Numéro 1 /2025, Studia Universitatis Babeș-Bolyai. Philologia
Coordonnateurs :
Andrei Lazar (Université Babeș-Bolyai de Cluj-Napoca) et Diana Mistreanu (Université de Passau)
Les dernières décennies ont vu émerger de nouvelles formes d’écriture autobiographique, accompagnées d’une réflexion critique qui se fixe pour objectif de les interroger et les théoriser, s’efforçant de proposer des pistes de réponse aux questions qu’elles soulèvent concernant le rapport entre œuvre et biographie. Ainsi, dans un champ théorique dominé jusqu’à récemment par les notions d’autobiographie (Lejeune 1975) et d’autofiction (Colonna 1989, cf. Doubrovsky 1977), plusieurs fois remaniées depuis leur théorisation dans la seconde moitié du XXe siècle, l’apparition de nouvelles pratiques d’écriture de soi a exigé la nécessité de repenser le vocabulaire de la théorie littéraire, explorant des concepts à même de rendre compte de ces mutations.

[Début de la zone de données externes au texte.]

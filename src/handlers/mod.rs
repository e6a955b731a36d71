pub mod common;
pub mod health;
pub mod history;
pub mod inventory;
pub mod performance;
pub mod products;
pub mod registry;

use axum::Router;
use std::sync::Arc;

// Re-export AppState so handler modules can import it as crate::handlers::AppState
pub use crate::AppState;

/// Every `/api/v1` route of the ledger
pub fn api_v1_routes() -> Router<Arc<AppState>> {
    Router::new()
        .merge(registry::routes())
        .merge(inventory::routes())
        .merge(products::routes())
        .merge(performance::routes())
        .merge(history::routes())
}
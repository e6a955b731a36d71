//! Identity and role resolution.
//!
//! Every command carries the identity of its caller. The identity is resolved
//! once per command into a [`Caller`], and services pattern-match on that
//! value instead of re-checking registries piecemeal.

use std::fmt;

use axum::{extract::FromRequestParts, http::request::Parts};
use sea_orm::{ConnectionTrait, EntityTrait};
use serde::{Deserialize, Serialize};

use crate::entities::role_assignment::{self, RoleKind};
use crate::errors::ServiceError;

/// Header carrying the caller identity on HTTP requests.
pub const CALLER_HEADER: &str = "x-ledger-caller";

/// Opaque caller identity, e.g. a wallet address. Never empty, never padded.
///
/// Hex addresses (`0x` followed only by hex digits) are lowercased, so the
/// checksummed and plain spellings of one wallet are the same identity.
#[derive(Debug, Clone, PartialEq, Eq, Hash, PartialOrd, Ord, Serialize, Deserialize)]
#[serde(try_from = "String", into = "String")]
pub struct Identity(String);

impl Identity {
    pub fn parse(raw: &str) -> Result<Self, ServiceError> {
        let trimmed = raw.trim();
        if trimmed.is_empty() {
            return Err(ServiceError::InvalidInput(
                "identity must not be empty".to_string(),
            ));
        }
        if is_hex_address(trimmed) {
            return Ok(Self(trimmed.to_ascii_lowercase()));
        }
        Ok(Self(trimmed.to_string()))
    }

    pub fn as_str(&self) -> &str {
        &self.0
    }
}

fn is_hex_address(raw: &str) -> bool {
    match raw.strip_prefix("0x").or_else(|| raw.strip_prefix("0X")) {
        Some(digits) => !digits.is_empty() && digits.chars().all(|c| c.is_ascii_hexdigit()),
        None => false,
    }
}

impl TryFrom<String> for Identity {
    type Error = ServiceError;

    fn try_from(value: String) -> Result<Self, Self::Error> {
        Self::parse(&value)
    }
}

impl From<Identity> for String {
    fn from(identity: Identity) -> Self {
        identity.0
    }
}

impl fmt::Display for Identity {
    fn fmt(&self, f: &mut fmt::Formatter<'_>) -> fmt::Result {
        f.write_str(&self.0)
    }
}

/// The single role an identity holds, with its registry id.
#[derive(Debug, Clone, Copy, PartialEq, Eq, Hash, Serialize, Deserialize)]
#[serde(tag = "role", content = "id")]
pub enum Caller {
    Owner,
    Vendor(i32),
    Manufacturer(i32),
    Distributor(i32),
    Retailer(i32),
    Unregistered,
}

impl Caller {
    pub fn is_owner(&self) -> bool {
        matches!(self, Caller::Owner)
    }

    pub fn role_name(&self) -> &'static str {
        match self {
            Caller::Owner => "owner",
            Caller::Vendor(_) => "vendor",
            Caller::Manufacturer(_) => "manufacturer",
            Caller::Distributor(_) => "distributor",
            Caller::Retailer(_) => "retailer",
            Caller::Unregistered => "unregistered",
        }
    }

    fn from_assignment(assignment: role_assignment::Model) -> Self {
        match assignment.role {
            RoleKind::Vendor => Caller::Vendor(assignment.role_id),
            RoleKind::Manufacturer => Caller::Manufacturer(assignment.role_id),
            RoleKind::Distributor => Caller::Distributor(assignment.role_id),
            RoleKind::Retailer => Caller::Retailer(assignment.role_id),
        }
    }
}

/// A resolved caller: who is acting and in which role.
#[derive(Debug, Clone, PartialEq, Eq)]
pub struct Actor {
    pub identity: Identity,
    pub caller: Caller,
}

impl Actor {
    pub fn require_owner(&self, operation: &str) -> Result<(), ServiceError> {
        if self.caller.is_owner() {
            Ok(())
        } else {
            Err(self.denied(operation))
        }
    }

    /// Rejection for a caller whose role does not permit `operation`.
    pub fn denied(&self, operation: &str) -> ServiceError {
        ServiceError::Unauthorized(format!(
            "{} ({}) may not {}",
            self.identity,
            self.caller.role_name(),
            operation
        ))
    }
}

/// Resolves `identity` to its role. The configured owner always wins.
pub async fn resolve_caller<C>(
    conn: &C,
    owner: &Identity,
    identity: &Identity,
) -> Result<Caller, ServiceError>
where
    C: ConnectionTrait,
{
    if identity == owner {
        return Ok(Caller::Owner);
    }

    let assignment = role_assignment::Entity::find_by_id(identity.as_str().to_owned())
        .one(conn)
        .await?;

    Ok(assignment
        .map(Caller::from_assignment)
        .unwrap_or(Caller::Unregistered))
}

/// Caller identity taken from the `x-ledger-caller` request header.
#[derive(Debug, Clone)]
pub struct CallerIdentity(pub Identity);

#[axum::async_trait]
impl<S> FromRequestParts<S> for CallerIdentity
where
    S: Send + Sync,
{
    type Rejection = ServiceError;

    async fn from_request_parts(parts: &mut Parts, _state: &S) -> Result<Self, Self::Rejection> {
        let raw = parts
            .headers
            .get(CALLER_HEADER)
            .and_then(|value| value.to_str().ok())
            .ok_or_else(|| {
                ServiceError::Unauthorized(format!("missing {} header", CALLER_HEADER))
            })?;

        Identity::parse(raw)
            .map(CallerIdentity)
            .map_err(|_| ServiceError::Unauthorized(format!("empty {} header", CALLER_HEADER)))
    }
}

Deux de ces notions nous intéressent en particulier, à savoir l’autothéorie (Fournier 2022) et la transbiographie (Mistreanu 2021 et 2022 ; Freyermuth 2023), ce numéro se proposant d’interroger leur portée théorique et leur pertinence dans la production littéraire de langue française du début du XXIe siècle (2000 - à présent).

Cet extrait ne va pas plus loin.